▶ _Task_
Look through the listing below, and wherever a line has the string "SeatingAutomaton", pull it out.
Start of Data shown
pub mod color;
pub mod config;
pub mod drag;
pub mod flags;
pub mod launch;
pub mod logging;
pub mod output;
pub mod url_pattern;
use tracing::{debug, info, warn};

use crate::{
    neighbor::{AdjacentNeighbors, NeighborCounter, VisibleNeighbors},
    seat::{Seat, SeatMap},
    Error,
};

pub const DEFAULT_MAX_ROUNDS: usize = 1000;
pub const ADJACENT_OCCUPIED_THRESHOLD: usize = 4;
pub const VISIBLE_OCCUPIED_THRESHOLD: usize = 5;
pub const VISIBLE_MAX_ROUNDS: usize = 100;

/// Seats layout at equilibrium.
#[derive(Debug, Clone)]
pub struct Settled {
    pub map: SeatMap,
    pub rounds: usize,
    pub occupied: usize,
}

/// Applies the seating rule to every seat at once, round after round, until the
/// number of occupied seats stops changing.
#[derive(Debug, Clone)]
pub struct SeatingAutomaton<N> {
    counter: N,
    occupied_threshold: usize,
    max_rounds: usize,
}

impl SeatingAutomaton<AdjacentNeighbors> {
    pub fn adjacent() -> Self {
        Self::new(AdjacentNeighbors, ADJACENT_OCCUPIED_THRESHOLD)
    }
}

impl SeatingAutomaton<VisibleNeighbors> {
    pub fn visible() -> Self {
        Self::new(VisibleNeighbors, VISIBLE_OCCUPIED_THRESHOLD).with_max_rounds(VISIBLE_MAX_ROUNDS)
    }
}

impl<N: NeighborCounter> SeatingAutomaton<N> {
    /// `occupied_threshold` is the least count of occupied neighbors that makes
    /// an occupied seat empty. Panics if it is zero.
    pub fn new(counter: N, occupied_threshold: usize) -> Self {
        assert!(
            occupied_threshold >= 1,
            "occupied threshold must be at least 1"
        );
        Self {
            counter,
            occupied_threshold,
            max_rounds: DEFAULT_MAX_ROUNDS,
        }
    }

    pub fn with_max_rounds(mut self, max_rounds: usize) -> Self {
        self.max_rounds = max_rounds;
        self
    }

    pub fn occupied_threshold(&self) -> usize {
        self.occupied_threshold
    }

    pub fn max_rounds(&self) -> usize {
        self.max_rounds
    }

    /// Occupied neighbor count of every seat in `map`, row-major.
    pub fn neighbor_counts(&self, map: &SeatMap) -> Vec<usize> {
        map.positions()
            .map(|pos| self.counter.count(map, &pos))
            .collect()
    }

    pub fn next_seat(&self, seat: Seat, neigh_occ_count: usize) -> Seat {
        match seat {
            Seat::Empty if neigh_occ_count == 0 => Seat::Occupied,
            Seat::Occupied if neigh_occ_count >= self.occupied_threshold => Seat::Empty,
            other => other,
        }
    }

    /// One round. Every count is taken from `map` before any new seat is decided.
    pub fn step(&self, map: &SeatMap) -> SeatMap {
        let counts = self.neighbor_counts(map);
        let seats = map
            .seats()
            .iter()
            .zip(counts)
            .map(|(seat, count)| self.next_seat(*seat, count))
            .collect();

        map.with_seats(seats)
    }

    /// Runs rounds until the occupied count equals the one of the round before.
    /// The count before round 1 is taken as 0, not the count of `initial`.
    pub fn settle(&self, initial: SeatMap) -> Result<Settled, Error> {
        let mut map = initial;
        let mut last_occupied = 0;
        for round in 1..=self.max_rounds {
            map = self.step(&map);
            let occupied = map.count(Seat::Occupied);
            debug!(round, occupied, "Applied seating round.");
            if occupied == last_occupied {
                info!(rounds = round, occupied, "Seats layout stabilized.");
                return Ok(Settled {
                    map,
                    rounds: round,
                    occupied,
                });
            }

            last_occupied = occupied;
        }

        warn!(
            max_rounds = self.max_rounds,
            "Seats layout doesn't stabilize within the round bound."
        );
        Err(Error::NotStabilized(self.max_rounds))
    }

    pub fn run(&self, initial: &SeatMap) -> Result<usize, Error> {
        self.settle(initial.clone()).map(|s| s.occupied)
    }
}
End of Data shown
▶ _Result of this task_
pub struct SeatingAutomaton<N> {
impl SeatingAutomaton<AdjacentNeighbors> {
impl SeatingAutomaton<VisibleNeighbors> {
impl<N: NeighborCounter> SeatingAutomaton<N> {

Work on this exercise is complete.